10 Oct



Among the eight parts of speech (Noun, Pronoun, Verb, Adverb, Adjective, Preposition, Conjunction and Interjection), the VERB is one of the most important. Any English language sentence is composed of a SUBJECT & a PREDICATE. The most important part of the predicate is the verb.

Therefore, understanding the concepts related to verbs is essential for correct sentence formation. This understanding becomes even more critical when it comes to SSC Exam Preparation where a lot of stress on grammar is there in English language section. Keeping this in mind, the Institute for Best SSC Coaching Classes in Delhi has explained verbs in great detail below.

What are Verbs?


Verbs are the words that express action in a sentence. That is why, verbs are known as action words.

Example sentences:

  • Youngsters play football with a lot of enthusiasm.
  • The cheetah runs at a fast pace.
  • The musician drives a Jaguar.

However, not all verbs are action words. Some verbs are ‘stative verbs’. These verbs are generally related with senses, feelings, emotions, states of being & thoughts.

  • I see a lot of smoke in this room.
  • Do you feel sad after fighting with her?
  • He likes listening to rock music of the late sixties.
  • She agrees with everything I believe in.
  • The patient is in coma.
  • Rachel was my classmate.

NOTE: Stative verbs aren’t usually used in the continuous (-ing) form.

Basic Forms of Verbs:

  1. Base form
  2. Present Participle form (-ing)
  3. Past Participle form (-ed , -en)
  4. Infinitive (to-)

Given below is a table explaining the above forms with examples:

Base form Present Participle form (-ing) Past Participle form (-ed , -en)


Infinitive (to-)


Work Working Worked To work
Play Playing Played To play
Listen Listening Listened To listen
Sit Sitting Sat To sit
Learn Learning Learnt To learn

Regular Verbs & Irregular Verbs:

Depending upon their structure, there are two types of verbs: Regular & Irregular.

(I) Regular Verbs – Most verbs are regular verbs. These are the verbs whose past tense & past participles are formed by adding a ‘-d’ or an ‘-ed’ at the end. Ex: roll-rolled, play-played, blow-blowed, have-had, intimate-intimated.

Here is a list of commonly used regular verbs with their base form, simple past form and the past participle form.

Accept Accepted Will Accept
Achieve Achieved Will Achieve
Add Added Will Add
Admire Admired Will Admire
Admit Admitted Will Admit
Earn Earned Will Earn
Employ Employed Will Employ
Encourage Encouraged Will Encourage
Enjoy Enjoyed Will Enjoy
Establish Established Will Establish
Joke Joked Will Joke
Jump Jumped Will Jump
Kick Kicked Will Kick
Kill Killed Will Kill
Offer Offered Will Offer

(II) Irregular Verbs – Unlike regular verbs, irregular verbs do not follow particular formulae for their past tense construction. There are nearly 250 irregular verbs in English, whose construction has to be remembered.

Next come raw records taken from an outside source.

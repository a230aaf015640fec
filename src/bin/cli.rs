//! Litebeam CLI
//!
//! Operator tool for inspecting and driving a shard directory.

use clap::{Parser, Subcommand};
use litebeam::{BalancingMode, Config, GenerationMode, Sharder};
use tracing_subscriber::{fmt, EnvFilter};

/// Litebeam CLI
#[derive(Parser, Debug)]
#[command(name = "litebeam-cli")]
#[command(about = "Assign items across single-writer SQLite shards")]
#[command(version)]
struct Args {
    /// Base directory holding metadata.db and the shard files
    #[arg(short, long, default_value = "./litebeam_data")]
    base_path: String,

    /// Preferred maximum items per shard
    #[arg(short, long, default_value = "1000")]
    soft_cap: u64,

    /// Maximum number of shards
    #[arg(short, long, default_value = "16")]
    max_shards: u32,

    /// Generation mode: on-startup | dynamic
    #[arg(short, long, default_value = "dynamic")]
    generation_mode: GenerationMode,

    /// Balancing mode: fill | round-robin
    #[arg(short = 'r', long, default_value = "fill")]
    balancing_mode: BalancingMode,

    #[command(subcommand)]
    command: Commands,
}

#[derive(Subcommand, Debug)]
enum Commands {
    /// Assign items and print the shard each one landed on
    Assign {
        /// How many items to assign
        #[arg(short, long, default_value = "1")]
        count: usize,
    },

    /// Release one item from a shard
    Remove {
        /// The shard to release from
        shard_id: u32,
    },

    /// Print the item count of one shard, or the total
    Count {
        /// Shard to inspect (omit for the total)
        shard_id: Option<u32>,
    },

    /// List every shard record
    Shards,
}

fn main() {
    // Initialize tracing/logging
    let filter = EnvFilter::try_from_default_env()
        .unwrap_or_else(|_| EnvFilter::new("info,litebeam=debug"));

    fmt()
        .with_env_filter(filter)
        .with_target(true)
        .with_thread_ids(true)
        .with_writer(std::io::stderr)
        .init();

    let args = Args::parse();

    tracing::debug!("Litebeam CLI v{}", litebeam::VERSION);

    let config = Config::builder()
        .base_path(&args.base_path)
        .soft_cap(args.soft_cap)
        .max_shard_count(args.max_shards)
        .generation_mode(args.generation_mode)
        .balancing_mode(args.balancing_mode)
        .build();

    let sharder = match Sharder::open(config) {
        Ok(s) => s,
        Err(e) => {
            tracing::error!("Failed to open sharder: {}", e);
            std::process::exit(1);
        }
    };

    if let Err(e) = run(&sharder, args.command) {
        tracing::error!("Command failed: {}", e);
        std::process::exit(1);
    }

    if let Err(e) = sharder.close() {
        tracing::error!("Failed to close sharder: {}", e);
        std::process::exit(1);
    }
}

fn run(sharder: &Sharder, command: Commands) -> litebeam::Result<()> {
    match command {
        Commands::Assign { count } => {
            for _ in 0..count {
                println!("{}", sharder.assign_item()?);
            }
        }
        Commands::Remove { shard_id } => {
            sharder.remove_item(shard_id)?;
            match sharder.item_count(shard_id) {
                Ok(count) => println!("{}", count),
                // Removing from an unknown shard is a no-op; nothing to report
                Err(e) if e.is_not_found() => {}
                Err(e) => return Err(e),
            }
        }
        Commands::Count { shard_id: Some(id) } => {
            println!("{}", sharder.item_count(id)?);
        }
        Commands::Count { shard_id: None } => {
            println!("{}", sharder.total_item_count()?);
        }
        Commands::Shards => {
            println!("{:<8} {:>10}  {:<19}  PATH", "SHARD", "ITEMS", "CREATED");
            for record in sharder.shards()? {
                println!(
                    "{:<8} {:>10}  {:<19}  {}",
                    record.shard_id,
                    record.item_count,
                    record.created_at,
                    record.storage_path.display()
                );
            }
        }
    }
    Ok(())
}
//! # Litebeam
//!
//! Many single-writer SQLite files behind one elastically growing write target:
//! - Items (users, tenants) are assigned to exactly one shard
//! - Per-shard occupancy is tracked in a durable metadata store
//! - New shards are provisioned on demand up to a hard ceiling
//! - Fill-first or round-robin balancing
//!
//! ## Architecture Overview
//!
//! ```text
//! ┌─────────────────────────────────────────────────────────────┐
//! │                        Callers                              │
//! │                (many threads, Arc<Sharder>)                 │
//! └─────────────────────┬───────────────────────────────────────┘
//!                       │
//! ┌─────────────────────▼───────────────────────────────────────┐
//! │                       Sharder                               │
//! │     (RwLock: exclusive for assign/remove, shared for reads) │
//! └──────┬──────────────────────┬───────────────────────┬───────┘
//!        │                      │                       │
//!        ▼                      ▼                       ▼
//!  ┌───────────┐        ┌──────────────┐        ┌──────────────┐
//!  │ Balancer  │        │ Provisioner  │        │    Shard     │
//!  │  (pure)   │        │ (create+reg) │        │  (handles)   │
//!  └───────────┘        └──────┬───────┘        └──────┬───────┘
//!                              │                       │
//!                              ▼                       ▼
//!                      ┌──────────────┐        ┌──────────────┐
//!                      │ metadata.db  │        │ shard_N.db   │
//!                      │  (shards)    │        │  (caller)    │
//!                      └──────────────┘        └──────────────┘
//! ```

// =============================================================================
// Module Declarations
// =============================================================================

pub mod error;
pub mod config;

pub mod balancer;
pub mod metadata;
pub mod provision;
pub mod shard;
pub mod sharder;

// =============================================================================
// Public API Re-exports
// =============================================================================

pub use error::{LitebeamError, Result};
pub use config::{BalancingMode, Config, GenerationMode};
pub use metadata::ShardRecord;
pub use shard::Shard;
pub use sharder::Sharder;

// =============================================================================
// Version Info
// =============================================================================

/// Current version of Litebeam
pub const VERSION: &str = env!("CARGO_PKG_VERSION");
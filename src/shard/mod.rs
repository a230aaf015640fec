//! Shard Module
//!
//! Runtime handles onto individual shard files.
//!
//! ## Responsibilities
//! - Derive deterministic file paths from shard identifiers
//! - Open independent writer/reader connections for a registered shard
//! - Apply connection tuning shared with the metadata store
//!
//! ## Layout
//! ```text
//! {base_path}/
//!   ├── metadata.db
//!   ├── shard_0.db
//!   ├── shard_0.db-wal   (while open in WAL mode)
//!   └── shard_1.db
//! ```
//!
//! A shard is single-writer: all writes go through [`Shard::writer`] and
//! SQLite serializes them per file. Any number of readers may run alongside.

mod factory;

use std::path::{Path, PathBuf};

use rusqlite::{Connection, Transaction, TransactionBehavior};

use crate::error::{LitebeamError, Result};

pub use factory::{apply_read_tuning, apply_tuning, create_shard_file, open_shard};

const SHARD_FILE_PREFIX: &str = "shard_";
const SHARD_FILE_EXTENSION: &str = "db";

/// Open read/write handles for one shard
///
/// Owned by the caller once returned. Dropping it closes both connections.
pub struct Shard {
    shard_id: u32,
    path: PathBuf,
    writer: Connection,
    reader: Connection,
}

impl Shard {
    pub(crate) fn new(
        shard_id: u32,
        path: PathBuf,
        writer: Connection,
        reader: Connection,
    ) -> Self {
        Self {
            shard_id,
            path,
            writer,
            reader,
        }
    }

    pub fn shard_id(&self) -> u32 {
        self.shard_id
    }

    pub fn path(&self) -> &Path {
        &self.path
    }

    /// The single write connection
    pub fn writer(&self) -> &Connection {
        &self.writer
    }

    /// Read-only connection
    pub fn reader(&self) -> &Connection {
        &self.reader
    }

    /// Begin an IMMEDIATE transaction on the writer
    ///
    /// Takes the file's write lock up front, so concurrent writers wait on
    /// the busy timeout instead of failing at commit.
    pub fn begin_write(&mut self) -> rusqlite::Result<Transaction<'_>> {
        self.writer.transaction_with_behavior(TransactionBehavior::Immediate)
    }

    /// Close both connections, reporting the first failure
    pub fn close(self) -> Result<()> {
        let shard_id = self.shard_id;
        let writer = self.writer.close().map_err(|(_, source)| LitebeamError::ShardClose {
            shard_id,
            source,
        });
        let reader = self.reader.close().map_err(|(_, source)| LitebeamError::ShardClose {
            shard_id,
            source,
        });
        writer.and(reader)
    }
}

impl std::fmt::Debug for Shard {
    fn fmt(&self, f: &mut std::fmt::Formatter<'_>) -> std::fmt::Result {
        f.debug_struct("Shard")
            .field("shard_id", &self.shard_id)
            .field("path", &self.path)
            .finish_non_exhaustive()
    }
}

/// Generate the file path for a shard with given ID
/// (base, 7) → "{base}/shard_7.db"
pub fn shard_path(base: &Path, shard_id: u32) -> PathBuf {
    base.join(format!(
        "{}{}.{}",
        SHARD_FILE_PREFIX, shard_id, SHARD_FILE_EXTENSION
    ))
}

/// Parse shard ID from filename
/// "shard_42.db" → Some(42)
pub fn parse_shard_id(path: &Path) -> Option<u32> {
    if path.extension()? != SHARD_FILE_EXTENSION {
        return None;
    }
    let name = path.file_stem()?.to_str()?;
    let id_str = name.strip_prefix(SHARD_FILE_PREFIX)?;
    id_str.parse().ok()
}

Here is a list of commonly used irregular verbs along with their base, simple past & past participle forms.

Begin Began Begun
Bring Brought Brought
Do Did Done
Drive Drove Driven
Eat Ate Eaten
Break Broke Broken
Give Gave Given
Take Took Taken
Go Went Gone

Verbs Followed by ‘To-Infinitives’:

(I) The verbs of thinking and feeling are followed by the ‘to-infinitive’ form. Ex: choose, expect, forget, hate, plan, hope, intend, learn, mean, like, prefer, remember, decide, would like and would love. Example sentences:

  • He must learn to obey his elders.
  • I choose to drive on my own.
  • We like to spend our summer vacation at our grandmother’s house.
  • He hopes to pass the IIT entrance exam with flying colours.
  • Sheena intends to build a career in fashion designing.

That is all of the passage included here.